Sunday, April 23, 2006

Push and pull of the MBA bull run

It is about the Wharton School, University of Pennsylvania. Wharton offers the best undergraduate business program in the United States, considered equivalent to an MBA.

Founded in 1881, Wharton has pioneered innovative business curricula and launched the business careers of thousands of Wall Street and Fortune 500 tycoons.

The School takes 500 of the world’s brightest students willing to stake a whopping $120,000 investment in their education for the next four years. We are taken through the ivied walls of Wharton into the maelstrom of the Class of 2004 recruiting season as experienced by the hearts and minds of seven seniors coming from multiple backgrounds.
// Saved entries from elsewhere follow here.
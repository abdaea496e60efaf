use crate::game_repr::{Color, Move, Position};
use crate::agent::ai::{evaluate, INFINITY};

/// Full-width minimax with no pruning, used as the reference the pruned
/// search must agree with.
pub fn brute_force(pos: &Position, depth: u8, color: Color, nodes: &mut u64) -> i32 {
    *nodes += 1;
    if depth == 0 || pos.is_game_over() {
        return evaluate(pos);
    }
    let scores = pos.all_moves(color).into_iter().map(|mv| {
        let mut child = pos.clone();
        child.move_piece(mv.from, mv.to);
        brute_force(&child, depth - 1, color.opposite(), nodes)
    });
    match color {
        Color::White => scores.fold(-INFINITY, i32::max),
        Color::Black => scores.fold(INFINITY, i32::min),
    }
}

/// Brute-force score of every root move.
pub fn brute_force_root(pos: &Position, depth: u8, color: Color) -> Vec<(Move, i32)> {
    let mut nodes = 0;
    pos.all_moves(color)
        .into_iter()
        .map(|mv| {
            let mut child = pos.clone();
            child.move_piece(mv.from, mv.to);
            (mv, brute_force(&child, depth - 1, color.opposite(), &mut nodes))
        })
        .collect()
}

/// Best root score and the moves tied on it, by brute force.
pub fn brute_force_best(pos: &Position, depth: u8, color: Color) -> (i32, Vec<Move>) {
    let root = brute_force_root(pos, depth, color);
    let best = match color {
        Color::White => root.iter().map(|&(_, s)| s).max(),
        Color::Black => root.iter().map(|&(_, s)| s).min(),
    };
    match best {
        Some(best) => (
            best,
            root.iter().filter(|&&(_, s)| s == best).map(|&(m, _)| m).collect(),
        ),
        None => (
            match color {
                Color::White => -INFINITY,
                Color::Black => INFINITY,
            },
            Vec::new(),
        ),
    }
}

/// Small positions with captures available for both sides.
pub const SAMPLE_LAYOUTS: [&str; 6] = [
    "RNBQKBNR/PPPPPPPP/8/8/8/8/pppppppp/rnbqkbnr",
    "4K3/8/2n5/3Q4/8/5b2/8/4k3",
    "K7/1P6/2r5/8/3N4/8/6p1/7k",
    "2K5/8/8/3q4/3R4/8/8/2k5",
    "R3K3/8/8/8/8/b7/1n6/4k2r",
    "3K4/2P1P3/3n4/8/8/3N4/2p1p3/3k4",
];
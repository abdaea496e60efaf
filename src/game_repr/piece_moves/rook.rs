use crate::game_repr::{Color, Position, Square, Targets};

pub const ORTHOGONALS: [(i8, i8); 4] = [(-1, 0), (1, 0), (0, -1), (0, 1)];

impl Position {
    pub fn rook_moves_into(&self, from: Square, color: Color, moves: &mut Targets) {
        self.slide_into(from, color, &ORTHOGONALS, moves);
    }
}
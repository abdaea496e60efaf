// Minimax Search with Alpha-Beta Pruning
//
// White maximises, Black minimises, scores are always from White's point of
// view. Every node works on its own clone of the board so siblings never
// see each other's moves. A move inside the search is a bare relocation:
// no promotion and no turn or history bookkeeping.

use crate::game_repr::{Color, Position};
use super::evaluation::evaluate;

/// Larger than any reachable material score.
pub const INFINITY: i32 = i32::MAX;

/// Minimax with alpha-beta pruning.
///
/// # Arguments
///
/// * `pos` - Position to search from (not modified)
/// * `depth` - Remaining plies (0 = leaf)
/// * `alpha` - Best score White is already guaranteed
/// * `beta` - Best score Black is already guaranteed
/// * `color` - Side to move at this node
/// * `nodes` - Counter bumped once per visited node
///
/// # Returns
///
/// The minimax score of `pos`. Within the window this equals the unpruned
/// minimax value; a side with no moves scores `-INFINITY` (White) or
/// `INFINITY` (Black).
pub fn minimax(
    pos: &Position,
    depth: u8,
    mut alpha: i32,
    mut beta: i32,
    color: Color,
    nodes: &mut u64,
) -> i32 {
    *nodes += 1;

    if depth == 0 || pos.is_game_over() {
        return evaluate(pos);
    }

    match color {
        Color::White => {
            let mut best = -INFINITY;
            'pieces: for piece in pos.pieces(Some(color)) {
                for to in pos.legal_moves(piece.square) {
                    let mut child = pos.clone();
                    child.move_piece(piece.square, to);
                    let score = minimax(&child, depth - 1, alpha, beta, color.opposite(), nodes);
                    best = best.max(score);
                    alpha = alpha.max(score);
                    if beta <= alpha {
                        break 'pieces;
                    }
                }
            }
            best
        }
        Color::Black => {
            let mut best = INFINITY;
            'pieces: for piece in pos.pieces(Some(color)) {
                for to in pos.legal_moves(piece.square) {
                    let mut child = pos.clone();
                    child.move_piece(piece.square, to);
                    let score = minimax(&child, depth - 1, alpha, beta, color.opposite(), nodes);
                    best = best.min(score);
                    beta = beta.min(score);
                    if beta <= alpha {
                        break 'pieces;
                    }
                }
            }
            best
        }
    }
}
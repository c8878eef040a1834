//! REST API client module for CoinGate.
//!
//! This module provides a signed HTTP client for the CoinGate v1 REST API:
//! creating and fetching orders, listing orders, and pinging the service.
//!
//! # Quick Start
//!
//! ```rust,ignore
//! use coingate::api::{CoingateClient, ListOrdersParams};
//! use coingate::ClientConfig;
//!
//! #[tokio::main]
//! async fn main() -> Result<(), Box<dyn std::error::Error>> {
//!     let client = CoingateClient::new(ClientConfig::from_env()?)?;
//!
//!     let page = client.list_orders(ListOrdersParams::new().with_per_page(25)).await?;
//!     println!("{} orders on {} pages", page.total_orders, page.total_pages);
//!
//!     let order = client.get_order(page.orders[0].id).await?;
//!     println!("Order {} is {}", order.id, order.status);
//!
//!     Ok(())
//! }
//! ```
//!
//! # Client Configuration
//!
//! Use the builder pattern for custom configuration:
//!
//! ```rust,ignore
//! use coingate::api::CoingateClient;
//! use std::time::Duration;
//!
//! let client = CoingateClient::builder(config)
//!     .sandbox(true)
//!     .timeout(Duration::from_secs(30))
//!     .header("X-Custom-Header", "value")
//!     .build()?;
//! ```
//!
//! # Error Handling
//!
//! All methods return `ApiResult<T>` which is an alias for `Result<T, ApiError>`.
//! Error statuses carry whatever the API sent back:
//!
//! ```rust,ignore
//! use coingate::api::ApiError;
//!
//! match client.get_order(42).await {
//!     Ok(order) => println!("Found order {}", order.id),
//!     Err(ApiError::Status(e)) if e.status == 404 => println!("No such order: {}", e),
//!     Err(e) => println!("Other error: {}", e),
//! }
//! ```
//!
//! There are no retries. A failed call returns immediately and the caller
//! decides what to do.

/// Request/response types. Always available, no HTTP stack required.
pub mod types;

#[cfg(feature = "http")]
pub mod client;
#[cfg(feature = "http")]
pub mod error;

// Re-export main types for convenience
#[cfg(feature = "http")]
pub use client::{CoingateClient, CoingateClientBuilder};
#[cfg(feature = "http")]
pub use error::{ApiError, ApiResult, ErrorResponse, StatusError};
pub use types::*;
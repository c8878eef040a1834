//! Order-related types for the CoinGate REST API.

use std::fmt;

use chrono::{DateTime, FixedOffset};
use rust_decimal::Decimal;
use serde::{Deserialize, Serialize};

use crate::shared::parse_decimal;
use crate::shared::serde_util::{lenient_i64, lenient_opt_string, lenient_string};

/// Default page for GET /orders.
pub const DEFAULT_PAGE: i64 = 1;

/// Default page size for GET /orders.
pub const DEFAULT_PER_PAGE: i64 = 10;

/// Default sort for GET /orders.
pub const DEFAULT_SORT: &str = "created_at_desc";

/// Order status enum.
#[derive(Debug, Clone, Copy, PartialEq, Eq, Hash, Default, Serialize, Deserialize)]
#[serde(rename_all = "snake_case")]
pub enum OrderStatus {
    /// Order created, waiting for the buyer
    New,
    /// Buyer selected a currency, waiting for the payment
    Pending,
    /// Payment seen, waiting for confirmations
    Confirming,
    /// Payment confirmed
    Paid,
    /// Payment rejected (e.g. underpaid)
    Invalid,
    /// Buyer did not pay in time
    Expired,
    /// Buyer canceled the order
    Canceled,
    /// Payment returned to the buyer
    Refunded,
    /// Status this client does not know about
    #[default]
    #[serde(other)]
    Unknown,
}

impl OrderStatus {
    pub fn as_str(&self) -> &'static str {
        match self {
            Self::New => "new",
            Self::Pending => "pending",
            Self::Confirming => "confirming",
            Self::Paid => "paid",
            Self::Invalid => "invalid",
            Self::Expired => "expired",
            Self::Canceled => "canceled",
            Self::Refunded => "refunded",
            Self::Unknown => "unknown",
        }
    }

    /// Whether the order can no longer change status.
    pub fn is_final(&self) -> bool {
        matches!(
            self,
            Self::Paid | Self::Invalid | Self::Expired | Self::Canceled | Self::Refunded
        )
    }

    pub fn is_paid(&self) -> bool {
        *self == Self::Paid
    }
}

impl From<&str> for OrderStatus {
    fn from(value: &str) -> Self {
        match value {
            "new" => Self::New,
            "pending" => Self::Pending,
            "confirming" => Self::Confirming,
            "paid" => Self::Paid,
            "invalid" => Self::Invalid,
            "expired" => Self::Expired,
            "canceled" => Self::Canceled,
            "refunded" => Self::Refunded,
            _ => Self::Unknown,
        }
    }
}

impl fmt::Display for OrderStatus {
    fn fmt(&self, f: &mut fmt::Formatter<'_>) -> fmt::Result {
        f.write_str(self.as_str())
    }
}

/// Order returned by POST /orders and GET /orders/{id}.
#[derive(Debug, Clone, Default, PartialEq, Serialize, Deserialize)]
pub struct Order {
    /// CoinGate order ID
    #[serde(default, deserialize_with = "lenient_i64::deserialize")]
    pub id: i64,
    /// Merchant's own order ID
    #[serde(default, deserialize_with = "lenient_opt_string::deserialize")]
    pub order_id: Option<String>,
    /// Order status
    #[serde(default)]
    pub status: OrderStatus,
    /// Price as decimal string, in `currency`
    #[serde(default, deserialize_with = "lenient_string::deserialize")]
    pub price: String,
    /// Pricing currency (e.g. `USD`)
    #[serde(default, deserialize_with = "lenient_string::deserialize")]
    pub currency: String,
    /// Currency the merchant receives
    #[serde(default, deserialize_with = "lenient_opt_string::deserialize")]
    pub receive_currency: Option<String>,
    /// Amount the merchant receives, as decimal string
    #[serde(default, deserialize_with = "lenient_opt_string::deserialize")]
    pub receive_amount: Option<String>,
    /// Amount the buyer pays in crypto, as decimal string
    #[serde(default, deserialize_with = "lenient_opt_string::deserialize")]
    pub btc_amount: Option<String>,
    /// Crypto address the buyer pays to
    #[serde(default, deserialize_with = "lenient_opt_string::deserialize")]
    pub bitcoin_address: Option<String>,
    /// Payment URI (`bitcoin:...?amount=...`)
    #[serde(default, deserialize_with = "lenient_opt_string::deserialize")]
    pub bitcoin_uri: Option<String>,
    /// Hosted invoice page for the buyer
    #[serde(default, deserialize_with = "lenient_string::deserialize")]
    pub payment_url: String,
    /// Creation timestamp
    #[serde(default)]
    pub created_at: Option<DateTime<FixedOffset>>,
    /// Expiration timestamp
    #[serde(default)]
    pub expire_at: Option<DateTime<FixedOffset>>,
}

impl Order {
    /// `price` as a decimal.
    pub fn price_decimal(&self) -> Option<Decimal> {
        parse_decimal(&self.price)
    }

    /// `btc_amount` as a decimal.
    pub fn btc_amount_decimal(&self) -> Option<Decimal> {
        self.btc_amount.as_deref().and_then(parse_decimal)
    }

    /// `receive_amount` as a decimal.
    pub fn receive_amount_decimal(&self) -> Option<Decimal> {
        self.receive_amount.as_deref().and_then(parse_decimal)
    }
}

/// Request for POST /orders.
///
/// `price`, `currency` and `receive_currency` are required by the API; the
/// remaining fields are sent only when set.
#[derive(Debug, Clone, Default, PartialEq, Eq, Serialize, Deserialize)]
pub struct CreateOrderRequest {
    /// Merchant's own order ID
    #[serde(skip_serializing_if = "Option::is_none")]
    pub order_id: Option<String>,
    /// Price as decimal string (e.g. `"10.01"`)
    pub price: String,
    /// Pricing currency (e.g. `USD`)
    pub currency: String,
    /// Currency to receive (e.g. `BTC`, `EUR`)
    pub receive_currency: String,
    #[serde(skip_serializing_if = "Option::is_none")]
    pub title: Option<String>,
    #[serde(skip_serializing_if = "Option::is_none")]
    pub description: Option<String>,
    /// Where CoinGate posts status callbacks
    #[serde(skip_serializing_if = "Option::is_none")]
    pub callback_url: Option<String>,
    /// Where the buyer goes after canceling
    #[serde(skip_serializing_if = "Option::is_none")]
    pub cancel_url: Option<String>,
    /// Where the buyer goes after paying
    #[serde(skip_serializing_if = "Option::is_none")]
    pub success_url: Option<String>,
}

impl CreateOrderRequest {
    /// Create a request with the required fields.
    pub fn new(
        price: impl Into<String>,
        currency: impl Into<String>,
        receive_currency: impl Into<String>,
    ) -> Self {
        Self {
            price: price.into(),
            currency: currency.into(),
            receive_currency: receive_currency.into(),
            ..Default::default()
        }
    }

    pub fn with_order_id(mut self, order_id: impl Into<String>) -> Self {
        self.order_id = Some(order_id.into());
        self
    }

    pub fn with_title(mut self, title: impl Into<String>) -> Self {
        self.title = Some(title.into());
        self
    }

    pub fn with_description(mut self, description: impl Into<String>) -> Self {
        self.description = Some(description.into());
        self
    }

    pub fn with_callback_url(mut self, url: impl Into<String>) -> Self {
        self.callback_url = Some(url.into());
        self
    }

    pub fn with_cancel_url(mut self, url: impl Into<String>) -> Self {
        self.cancel_url = Some(url.into());
        self
    }

    pub fn with_success_url(mut self, url: impl Into<String>) -> Self {
        self.success_url = Some(url.into());
        self
    }

    /// Form fields in wire order, skipping unset optional fields.
    pub fn form_fields(&self) -> Vec<(&'static str, String)> {
        let optional = [
            ("title", &self.title),
            ("description", &self.description),
            ("callback_url", &self.callback_url),
            ("cancel_url", &self.cancel_url),
            ("success_url", &self.success_url),
        ];

        let mut fields = Vec::with_capacity(4 + optional.len());
        if let Some(order_id) = &self.order_id {
            fields.push(("order_id", order_id.clone()));
        }
        fields.push(("price", self.price.clone()));
        fields.push(("currency", self.currency.clone()));
        fields.push(("receive_currency", self.receive_currency.clone()));
        fields.extend(
            optional
                .into_iter()
                .filter_map(|(name, value)| value.clone().map(|v| (name, v))),
        );
        fields
    }
}

/// Query parameters for GET /orders.
///
/// Out-of-range values are never rejected: [`ListOrdersParams::normalized`]
/// replaces them with the defaults.
#[derive(Debug, Clone, PartialEq, Eq, Serialize, Deserialize)]
pub struct ListOrdersParams {
    /// Page size, must be > 0
    pub per_page: i64,
    /// Page number, starting at 1
    pub page: i64,
    /// Sort order (e.g. `created_at_desc`, `created_at_asc`)
    pub sort: String,
}

impl Default for ListOrdersParams {
    fn default() -> Self {
        Self {
            per_page: DEFAULT_PER_PAGE,
            page: DEFAULT_PAGE,
            sort: DEFAULT_SORT.to_string(),
        }
    }
}

impl ListOrdersParams {
    pub fn new() -> Self {
        Self::default()
    }

    pub fn with_page(mut self, page: i64) -> Self {
        self.page = page;
        self
    }

    pub fn with_per_page(mut self, per_page: i64) -> Self {
        self.per_page = per_page;
        self
    }

    pub fn with_sort(mut self, sort: impl Into<String>) -> Self {
        self.sort = sort.into();
        self
    }

    /// Replace invalid values with defaults: `page < 1` → 1, `per_page <= 0`
    /// → 10, empty `sort` → `created_at_desc`.
    pub fn normalized(mut self) -> Self {
        if self.per_page <= 0 {
            self.per_page = DEFAULT_PER_PAGE;
        }
        if self.page < 1 {
            self.page = DEFAULT_PAGE;
        }
        if self.sort.is_empty() {
            self.sort = DEFAULT_SORT.to_string();
        }
        self
    }
}

/// Response for GET /orders.
#[derive(Debug, Clone, Default, PartialEq, Serialize, Deserialize)]
pub struct OrdersPage {
    #[serde(default, deserialize_with = "lenient_i64::deserialize")]
    pub current_page: i64,
    #[serde(default, deserialize_with = "lenient_i64::deserialize")]
    pub per_page: i64,
    #[serde(default, deserialize_with = "lenient_i64::deserialize")]
    pub total_orders: i64,
    #[serde(default, deserialize_with = "lenient_i64::deserialize")]
    pub total_pages: i64,
    #[serde(default)]
    pub orders: Vec<Order>,
}

impl OrdersPage {
    /// Whether a page after this one exists.
    pub fn has_next_page(&self) -> bool {
        self.current_page < self.total_pages
    }
}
It is a gripping account of their story, their aspirations, the challenges they encounter, their capacity to cope with unexpected obstacles and its collective result.

They include Jon Gantman, a ‘legacy’ student whose parents studied at Penn. About ten percent of every Penn class is usually reserved for ‘legacy’ students, Shimika Wilder, an athletic African American, who was brought up in Maryland comes next, Shreevar Kheruka, brought up in Mumbai, and Anthony Sandrik, (originally from Lebanon), brought up in Manhattan, who wanted to ‘pursue a life where borderlines rarely exist.’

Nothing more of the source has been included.